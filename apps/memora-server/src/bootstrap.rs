use std::net::SocketAddr;
use std::sync::Arc;
use std::time::Duration;

use anyhow::{Context, Result};
use async_trait::async_trait;
use axum::{middleware::from_fn, routing::get, Router};
use sea_orm::{ConnectOptions, Database, DatabaseConnection};
use sea_orm_migration::MigratorTrait;
use tokio_util::sync::CancellationToken;
use tower_http::{
    cors::CorsLayer,
    limit::RequestBodyLimitLayer,
    request_id::{PropagateRequestIdLayer, SetRequestIdLayer},
    timeout::TimeoutLayer,
};
use url::Url;
use uuid::Uuid;

use runtime::AppConfig;

use crate::{openapi, request_id, web};

/// Adapter exposing accounts personalization to the guides module; the
/// in-process equivalent of a cross-module client.
struct AccountsProfileSource {
    accounts: Arc<accounts::domain::service::Service>,
}

#[async_trait]
impl guides::domain::ports::ProfileSource for AccountsProfileSource {
    async fn personalization(
        &self,
        user_id: Uuid,
    ) -> anyhow::Result<Option<guides::contract::model::Personalization>> {
        match self.accounts.profile(user_id).await {
            Ok(p) => Ok(Some(guides::contract::model::Personalization {
                relation_to_patient: p.relation_to_patient,
                main_challenges: p.main_challenges,
                help_needs: p.help_needs,
            })),
            Err(accounts::domain::error::DomainError::UserNotFound { .. }) => Ok(None),
            Err(e) => Err(anyhow::anyhow!("profile lookup failed: {}", e)),
        }
    }
}

async fn connect_database(config: &AppConfig) -> Result<DatabaseConnection> {
    let mut opts = ConnectOptions::new(config.database.url.clone());
    opts.max_connections(config.database.max_conns)
        .acquire_timeout(Duration::from_secs(5));

    tracing::info!("Connecting to database");
    let conn = Database::connect(opts)
        .await
        .context("database connect failed")?;
    Ok(conn)
}

async fn run_migrations(conn: &DatabaseConnection) -> Result<()> {
    tracing::info!("Running database migrations");
    accounts::infra::storage::migrations::Migrator::up(conn, None)
        .await
        .context("accounts migrations failed")?;
    planner::infra::storage::migrations::Migrator::up(conn, None)
        .await
        .context("planner migrations failed")?;
    feedback::storage::Migrator::up(conn, None)
        .await
        .context("feedback migrations failed")?;
    Ok(())
}

fn parse_base_url(name: &str, value: &str) -> Result<Url> {
    Url::parse(value).with_context(|| format!("Invalid {}: '{}'", name, value))
}

/// Wire every module and build the application router.
pub fn build_router(config: &AppConfig, conn: DatabaseConnection) -> Result<Router> {
    let http = reqwest::Client::builder()
        .timeout(Duration::from_secs(30))
        .build()
        .context("reqwest client build failed")?;

    // Accounts: repository + external service adapters.
    let accounts_repo = Arc::new(accounts::infra::storage::repo::SeaOrmAccountsRepository::new(
        conn.clone(),
    ));
    let identity = Arc::new(accounts::infra::http::HttpIdentityProvider::new(
        http.clone(),
        parse_base_url("identity.base_url", &config.identity.base_url)?,
        config.identity.api_key.clone(),
    ));
    let mirror: Arc<dyn accounts::domain::ports::ProfileMirror> =
        if config.mirror.enabled && !config.mirror.base_url.is_empty() {
            Arc::new(accounts::infra::http::HttpProfileMirror::new(
                http.clone(),
                parse_base_url("mirror.base_url", &config.mirror.base_url)?,
                config.mirror.api_key.clone(),
            ))
        } else {
            Arc::new(accounts::infra::http::NoopProfileMirror)
        };
    let objects = Arc::new(accounts::infra::http::HttpObjectStore::new(
        http.clone(),
        parse_base_url("storage.base_url", &config.storage.base_url)?,
        config.storage.api_key.clone(),
        config.storage.bucket.clone(),
    ));
    let mailer = Arc::new(accounts::infra::http::HttpMailer::new(
        http.clone(),
        parse_base_url("email.base_url", &config.email.base_url)?,
        config.email.api_key.clone(),
        config.email.from.clone(),
    ));
    let accounts_config = accounts::config::AccountsConfig {
        signed_url_ttl_sec: config.storage.signed_url_ttl_sec,
        ..Default::default()
    };
    let accounts_service = Arc::new(accounts::domain::service::Service::new(
        accounts_repo,
        identity,
        mirror,
        objects,
        mailer,
        accounts_config,
    ));

    // Planner.
    let planner_repo = Arc::new(planner::infra::storage::repo::SeaOrmPlannerRepository::new(
        conn.clone(),
    ));
    let planner_service = Arc::new(planner::domain::service::Service::new(planner_repo));

    // Guides: CMS adapter + in-process profile source.
    let content = Arc::new(guides::infra::http::HttpContentSource::new(
        http.clone(),
        parse_base_url("cms.base_url", &config.cms.base_url)?,
        config.cms.api_key.clone(),
    ));
    let profile_source = Arc::new(AccountsProfileSource {
        accounts: accounts_service.clone(),
    });
    let guides_service = Arc::new(guides::domain::service::Service::new(
        content,
        profile_source,
    ));

    // Feedback.
    let feedback_repo = Arc::new(feedback::storage::SeaOrmFeedbackRepository::new(conn));
    let feedback_service = Arc::new(feedback::domain::Service::new(feedback_repo));

    let mut router = Router::new()
        .route("/health", get(web::health_check))
        .route("/openapi.json", get(openapi::openapi_json))
        .route("/docs", get(web::serve_docs))
        .merge(accounts::api::rest::routes::router(accounts_service))
        .merge(planner::api::rest::routes::router(planner_service))
        .merge(guides::api::rest::routes::router(guides_service))
        .merge(feedback::api::router(feedback_service));

    // Middleware order (outermost to innermost):
    // PropagateRequestId -> SetRequestId -> push_req_id_to_extensions ->
    // Trace -> Timeout -> CORS -> BodyLimit
    let x_request_id = request_id::header();
    router = router.layer(PropagateRequestIdLayer::new(x_request_id.clone()));
    router = router.layer(SetRequestIdLayer::new(
        x_request_id,
        request_id::MakeReqId,
    ));
    router = router.layer(from_fn(request_id::push_req_id_to_extensions));
    router = router.layer(request_id::create_trace_layer());

    let timeout = match config.server.timeout_sec {
        0 => Duration::from_secs(30),
        secs => Duration::from_secs(secs),
    };
    router = router.layer(TimeoutLayer::new(timeout));
    router = router.layer(CorsLayer::permissive());
    router = router.layer(RequestBodyLimitLayer::new(16 * 1024 * 1024));

    Ok(router)
}

/// Bind, serve, and shut down gracefully on SIGINT.
pub async fn run_server(config: AppConfig) -> Result<()> {
    let conn = connect_database(&config).await?;
    run_migrations(&conn).await?;

    let router = build_router(&config, conn)?;

    let addr: SocketAddr = format!("{}:{}", config.server.host, config.server.port)
        .parse()
        .map_err(|e| anyhow::anyhow!("Invalid bind address: {}", e))?;

    let listener = tokio::net::TcpListener::bind(addr).await?;
    tracing::info!("HTTP server bound on {}", addr);

    let cancel = CancellationToken::new();
    {
        let cancel = cancel.clone();
        tokio::spawn(async move {
            if tokio::signal::ctrl_c().await.is_ok() {
                tracing::info!("Shutdown signal received");
                cancel.cancel();
            }
        });
    }

    let shutdown = async move {
        cancel.cancelled().await;
        tracing::info!("HTTP server shutting down gracefully");
    };

    axum::serve(listener, router)
        .with_graceful_shutdown(shutdown)
        .await
        .map_err(|e| anyhow::anyhow!(e))
}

* * *

▶ [ABOUT THIS EXERCISE]:
Every entry that appears above should be duplicated exactly.

▶ [RESULT FOR THIS TASK]:
filename apps/memora-server/src/bootstrap.rs
use std::net::SocketAddr;
use std::sync::Arc;
use std::time::Duration;

use anyhow::{Context, Result};
use async_trait::async_trait;
use axum::{middleware::from_fn, routing::get, Router};
use sea_orm::{ConnectOptions, Database, DatabaseConnection};
use sea_orm_migration::MigratorTrait;
use tokio_util::sync::CancellationToken;
use tower_http::{
    cors::CorsLayer,
    limit::RequestBodyLimitLayer,
    request_id::{PropagateRequestIdLayer, SetRequestIdLayer},
    timeout::TimeoutLayer,
};
use url::Url;
use uuid::Uuid;

use runtime::AppConfig;

use crate::{openapi, request_id, web};

/// Adapter exposing accounts personalization to the guides module; the
/// in-process equivalent of a cross-module client.
struct AccountsProfileSource {
    accounts: Arc<accounts::domain::service::Service>,
}

#[async_trait]
impl guides::domain::ports::ProfileSource for AccountsProfileSource {
    async fn personalization(
        &self,
        user_id: Uuid,
    ) -> anyhow::Result<Option<guides::contract::model::Personalization>> {
        match self.accounts.profile(user_id).await {
            Ok(p) => Ok(Some(guides::contract::model::Personalization {
                relation_to_patient: p.relation_to_patient,
                main_challenges: p.main_challenges,
                help_needs: p.help_needs,
            })),
            Err(accounts::domain::error::DomainError::UserNotFound { .. }) => Ok(None),
            Err(e) => Err(anyhow::anyhow!("profile lookup failed: {}", e)),
        }
    }
}

async fn connect_database(config: &AppConfig) -> Result<DatabaseConnection> {
    let mut opts = ConnectOptions::new(config.database.url.clone());
    opts.max_connections(config.database.max_conns)
        .acquire_timeout(Duration::from_secs(5));

    tracing::info!("Connecting to database");
    let conn = Database::connect(opts)
        .await
        .context("database connect failed")?;
    Ok(conn)
}

async fn run_migrations(conn: &DatabaseConnection) -> Result<()> {
    tracing::info!("Running database migrations");
    accounts::infra::storage::migrations::Migrator::up(conn, None)
        .await
        .context("accounts migrations failed")?;
    planner::infra::storage::migrations::Migrator::up(conn, None)
        .await
        .context("planner migrations failed")?;
    feedback::storage::Migrator::up(conn, None)
        .await
        .context("feedback migrations failed")?;
    Ok(())
}

fn parse_base_url(name: &str, value: &str) -> Result<Url> {
    Url::parse(value).with_context(|| format!("Invalid {}: '{}'", name, value))
}

/// Wire every module and build the application router.
pub fn build_router(config: &AppConfig, conn: DatabaseConnection) -> Result<Router> {
    let http = reqwest::Client::builder()
        .timeout(Duration::from_secs(30))
        .build()
        .context("reqwest client build failed")?;

    // Accounts: repository + external service adapters.
    let accounts_repo = Arc::new(accounts::infra::storage::repo::SeaOrmAccountsRepository::new(
        conn.clone(),
    ));
    let identity = Arc::new(accounts::infra::http::HttpIdentityProvider::new(
        http.clone(),
        parse_base_url("identity.base_url", &config.identity.base_url)?,
        config.identity.api_key.clone(),
    ));
    let mirror: Arc<dyn accounts::domain::ports::ProfileMirror> =
        if config.mirror.enabled && !config.mirror.base_url.is_empty() {
            Arc::new(accounts::infra::http::HttpProfileMirror::new(
                http.clone(),
                parse_base_url("mirror.base_url", &config.mirror.base_url)?,
                config.mirror.api_key.clone(),
            ))
        } else {
            Arc::new(accounts::infra::http::NoopProfileMirror)
        };
    let objects = Arc::new(accounts::infra::http::HttpObjectStore::new(
        http.clone(),
        parse_base_url("storage.base_url", &config.storage.base_url)?,
        config.storage.api_key.clone(),
        config.storage.bucket.clone(),
    ));
    let mailer = Arc::new(accounts::infra::http::HttpMailer::new(
        http.clone(),
        parse_base_url("email.base_url", &config.email.base_url)?,
        config.email.api_key.clone(),
        config.email.from.clone(),
    ));
    let accounts_config = accounts::config::AccountsConfig {
        signed_url_ttl_sec: config.storage.signed_url_ttl_sec,
        ..Default::default()
    };
    let accounts_service = Arc::new(accounts::domain::service::Service::new(
        accounts_repo,
        identity,
        mirror,
        objects,
        mailer,
        accounts_config,
    ));

    // Planner.
    let planner_repo = Arc::new(planner::infra::storage::repo::SeaOrmPlannerRepository::new(
        conn.clone(),
    ));
    let planner_service = Arc::new(planner::domain::service::Service::new(planner_repo));

    // Guides: CMS adapter + in-process profile source.
    let content = Arc::new(guides::infra::http::HttpContentSource::new(
        http.clone(),
        parse_base_url("cms.base_url", &config.cms.base_url)?,
        config.cms.api_key.clone(),
    ));
    let profile_source = Arc::new(AccountsProfileSource {
        accounts: accounts_service.clone(),
    });
    let guides_service = Arc::new(guides::domain::service::Service::new(
        content,
        profile_source,
    ));

    // Feedback.
    let feedback_repo = Arc::new(feedback::storage::SeaOrmFeedbackRepository::new(conn));
    let feedback_service = Arc::new(feedback::domain::Service::new(feedback_repo));

    let mut router = Router::new()
        .route("/health", get(web::health_check))
        .route("/openapi.json", get(openapi::openapi_json))
        .route("/docs", get(web::serve_docs))
        .merge(accounts::api::rest::routes::router(accounts_service))
        .merge(planner::api::rest::routes::router(planner_service))
        .merge(guides::api::rest::routes::router(guides_service))
        .merge(feedback::api::router(feedback_service));

    // Middleware order (outermost to innermost):
    // PropagateRequestId -> SetRequestId -> push_req_id_to_extensions ->
    // Trace -> Timeout -> CORS -> BodyLimit
    let x_request_id = request_id::header();
    router = router.layer(PropagateRequestIdLayer::new(x_request_id.clone()));
    router = router.layer(SetRequestIdLayer::new(
        x_request_id,
        request_id::MakeReqId,
    ));
    router = router.layer(from_fn(request_id::push_req_id_to_extensions));
    router = router.layer(request_id::create_trace_layer());

    let timeout = match config.server.timeout_sec {
        0 => Duration::from_secs(30),
        secs => Duration::from_secs(secs),
    };
    router = router.layer(TimeoutLayer::new(timeout));
    router = router.layer(CorsLayer::permissive());
    router = router.layer(RequestBodyLimitLayer::new(16 * 1024 * 1024));

    Ok(router)
}

/// Bind, serve, and shut down gracefully on SIGINT.
pub async fn run_server(config: AppConfig) -> Result<()> {
    let conn = connect_database(&config).await?;
    run_migrations(&conn).await?;

    let router = build_router(&config, conn)?;

    let addr: SocketAddr = format!("{}:{}", config.server.host, config.server.port)
        .parse()
        .map_err(|e| anyhow::anyhow!("Invalid bind address: {}", e))?;

    let listener = tokio::net::TcpListener::bind(addr).await?;
    tracing::info!("HTTP server bound on {}", addr);

    let cancel = CancellationToken::new();
    {
        let cancel = cancel.clone();
        tokio::spawn(async move {
            if tokio::signal::ctrl_c().await.is_ok() {
                tracing::info!("Shutdown signal received");
                cancel.cancel();
            }
        });
    }

    let shutdown = async move {
        cancel.cancelled().await;
        tracing::info!("HTTP server shutting down gracefully");
    };

    axum::serve(listener, router)
        .with_graceful_shutdown(shutdown)
        .await
        .map_err(|e| anyhow::anyhow!(e))
}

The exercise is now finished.